화학공학소재연구정보센터
Advanced Functional Materials, Vol.22, No.12, 2550-2559, 2012
Biologically Enabled Syntheses of Freestanding Metallic Structures Possessing Subwavelength Pore Arrays for Extraordinary (Surface Plasmon-Mediated) Infrared Transmission
A scalable wet chemical process has been used to convert the intricate silica microshells (frustules) of diatoms into gold structures that retained the three-dimensional (3-D) frustule shapes and fine patterned features. Combined use of an amine-enriching surface functionalization protocol and electroless deposition yielded thin (<100 nm) conformal nanocrystalline gold coatings that, upon selective silica dissolution, were converted into freestanding gold structures with frustule-derived 3-D morphologies.
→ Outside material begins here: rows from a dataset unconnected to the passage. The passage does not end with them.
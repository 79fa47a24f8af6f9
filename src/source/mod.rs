//! File source loading with provenance
//!
//! Reads a JSON or TOML file, flattens it, and records where the data
//! came from: origin kind, file path, and a SHA-256 digest of the raw
//! bytes. A source marked optional turns any load failure into a
//! skipped source instead of an error.

use std::fs;
use std::path::{Path as FsPath, PathBuf};

use serde::{Deserialize, Serialize};
use sha2::{Digest, Sha256};
use tracing::warn;

use crate::error::ConfigError;
use crate::flatten::{flatten_document, toml_to_json};
use crate::mapping::FlatMapping;

/// Where a flat mapping came from.
#[derive(Debug, Clone, Copy, Serialize, Deserialize, PartialEq, Eq)]
#[serde(rename_all = "snake_case")]
pub enum OriginKind {
    /// Added directly as an in-memory mapping.
    Memory,
    File,
    CommandLine,
}

/// Provenance of one added source.
#[derive(Debug, Clone, Serialize, Deserialize)]
pub struct SourceOrigin {
    pub kind: OriginKind,

    /// File path (None for memory/command-line sources).
    #[serde(skip_serializing_if = "Option::is_none")]
    pub path: Option<String>,

    /// SHA-256 digest of the raw file bytes.
    #[serde(skip_serializing_if = "Option::is_none")]
    pub digest: Option<String>,
}

impl SourceOrigin {
    pub fn memory() -> Self {
        Self {
            kind: OriginKind::Memory,
            path: None,
            digest: None,
        }
    }

    pub fn command_line() -> Self {
        Self {
            kind: OriginKind::CommandLine,
            path: None,
            digest: None,
        }
    }
}

/// Supported document formats.
#[derive(Debug, Clone, Copy, PartialEq, Eq)]
pub enum FileFormat {
    Json,
    Toml,
}

impl FileFormat {
    /// Infer the format from a file extension.
    pub fn from_path(path: &FsPath) -> Option<Self> {
        match path.extension().and_then(|e| e.to_str()) {
            Some("json") => Some(Self::Json),
            Some("toml") => Some(Self::Toml),
            _ => None,
        }
    }
}

/// A configuration file to load, parse, and flatten.
#[derive(Debug, Clone)]
pub struct FileSource {
    path: PathBuf,
    format: Option<FileFormat>,
    optional: bool,
}

impl FileSource {
    pub fn new(path: impl Into<PathBuf>) -> Self {
        Self {
            path: path.into(),
            format: None,
            optional: false,
        }
    }

    /// Treat a missing or unreadable file as a no-op instead of an
    /// error.
    pub fn optional(mut self) -> Self {
        self.optional = true;
        self
    }

    /// Override the extension-based format detection.
    pub fn format(mut self, format: FileFormat) -> Self {
        self.format = Some(format);
        self
    }

    pub fn path(&self) -> &FsPath {
        &self.path
    }

    /// Load, parse, and flatten the file.
    ///
    /// Returns `Ok(None)` when the source is optional and could not be
    /// loaded; otherwise a non-optional failure is
    /// [`ConfigError::SourceUnavailable`] (unreadable) or
    /// [`ConfigError::Syntax`] (unparsable).
    pub fn load(&self) -> Result<Option<(FlatMapping, SourceOrigin)>, ConfigError> {
        match self.try_load() {
            Ok(loaded) => Ok(Some(loaded)),
            Err(err) if self.optional => {
                warn!(
                    event = "config.source.skipped",
                    path = %self.path.display(),
                    reason = %err
                );
                Ok(None)
            }
            Err(err) => Err(err),
        }
    }

    fn try_load(&self) -> Result<(FlatMapping, SourceOrigin), ConfigError> {
        let display = self.path.display().to_string();

        let bytes = fs::read(&self.path).map_err(|e| ConfigError::SourceUnavailable {
            path: display.clone(),
            reason: e.to_string(),
        })?;

        let mut hasher = Sha256::new();
        hasher.update(&bytes);
        let digest = hex::encode(hasher.finalize());

        let text = String::from_utf8(bytes).map_err(|e| ConfigError::Syntax {
            path: display.clone(),
            reason: format!("invalid UTF-8: {e}"),
        })?;

        let format = self
            .format
            .or_else(|| FileFormat::from_path(&self.path))
            .ok_or_else(|| ConfigError::Syntax {
                path: display.clone(),
                reason: "unknown file format (expected .json or .toml)".to_string(),
            })?;

        let tree = match format {
            FileFormat::Json => {
                serde_json::from_str(&text).map_err(|e| ConfigError::Syntax {
                    path: display.clone(),
                    reason: e.to_string(),
                })?
            }
            FileFormat::Toml => {
                let table: toml::Value =
                    toml::from_str(&text).map_err(|e| ConfigError::Syntax {
                        path: display.clone(),
                        reason: e.to_string(),
                    })?;
                toml_to_json(table)
            }
        };

        let origin = SourceOrigin {
            kind: OriginKind::File,
            path: Some(display),
            digest: Some(digest),
        };
        Ok((flatten_document(&tree), origin))
    }
}

#[cfg(test)]
mod tests {
    use super::*;
    use crate::path::Path;
    use std::io::Write;
    use tempfile::NamedTempFile;

    fn temp_file(suffix: &str, contents: &str) -> NamedTempFile {
        let mut file = tempfile::Builder::new().suffix(suffix).tempfile().unwrap();
        write!(file, "{contents}").unwrap();
        file
    }

    #[test]
    fn test_load_json_file() {
        let file = temp_file(".json", r#"{"server": {"port": 8080}}"#);
        let (mapping, origin) = FileSource::new(file.path()).load().unwrap().unwrap();

        assert_eq!(mapping.get(&Path::from_dotted("server.port")), Some("8080"));
        assert_eq!(origin.kind, OriginKind::File);
        assert!(origin.digest.is_some());
    }

    #[test]
    fn test_load_toml_file() {
        let file = temp_file(".toml", "overall_seconds = 900\n[cache]\nmode = \"on\"\n");
        let (mapping, _) = FileSource::new(file.path()).load().unwrap().unwrap();

        assert_eq!(mapping.get(&Path::from_dotted("overall_seconds")), Some("900"));
        assert_eq!(mapping.get(&Path::from_dotted("cache.mode")), Some("on"));
    }

    #[test]
    fn test_missing_required_file_is_unavailable() {
        let result = FileSource::new("/nonexistent/app.json").load();
        assert!(matches!(
            result,
            Err(ConfigError::SourceUnavailable { .. })
        ));
    }

    #[test]
    fn test_missing_optional_file_is_skipped() {
        let result = FileSource::new("/nonexistent/app.json").optional().load();
        assert!(result.unwrap().is_none());
    }

    #[test]
    fn test_unparsable_optional_file_is_skipped() {
        let file = temp_file(".json", "{not json");
        let result = FileSource::new(file.path()).optional().load();
        assert!(result.unwrap().is_none());
    }

    #[test]
    fn test_unparsable_required_file_is_syntax_error() {
        let file = temp_file(".json", "{not json");
        assert!(matches!(
            FileSource::new(file.path()).load(),
            Err(ConfigError::Syntax { .. })
        ));
    }

    #[test]
    fn test_explicit_format_overrides_extension() {
        let file = temp_file(".cfg", r#"{"a": 1}"#);
        let (mapping, _) = FileSource::new(file.path())
            .format(FileFormat::Json)
            .load()
            .unwrap()
            .unwrap();
        assert_eq!(mapping.get(&Path::from_dotted("a")), Some("1"));
    }

    #[test]
    fn test_unknown_extension_without_format() {
        let file = temp_file(".cfg", "whatever");
        assert!(matches!(
            FileSource::new(file.path()).load(),
            Err(ConfigError::Syntax { .. })
        ));
    }
}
By selecting a diatom frustule template with a quasi-regular hexagonal pore pattern (Coscinodiscus asteromphalus, CA), gold replica structures possessing such pore patterns were produced that exhibited infrared transmission maxima/reflection minima that were not observed for the starting silica diatom frustules or for flat nonporous gold films; that is, such extraordinary optical transmission (EOT) resulted from the combined effects of the quasi-periodic hexagonal hole structure (inherited from the CA diatom frustules) and the gold chemistry. Calculated and measured IR transmission spectra obtained from planar gold films with quasi-periodic hexagonal CA-derived hole patterns, or with short-range periodic hexagonal hole patterns, indicated that the enhanced IR transmission exhibited by the gold CA frustule replicas was enabled by the generation and transmission of surface plasmons. This scalable bio-enabled process provides a new and attractive capability for fabricating self-supporting, responsive, 3-D metallic structures for use as dispersible/harvestable microparticles tailored for EOT-based applications.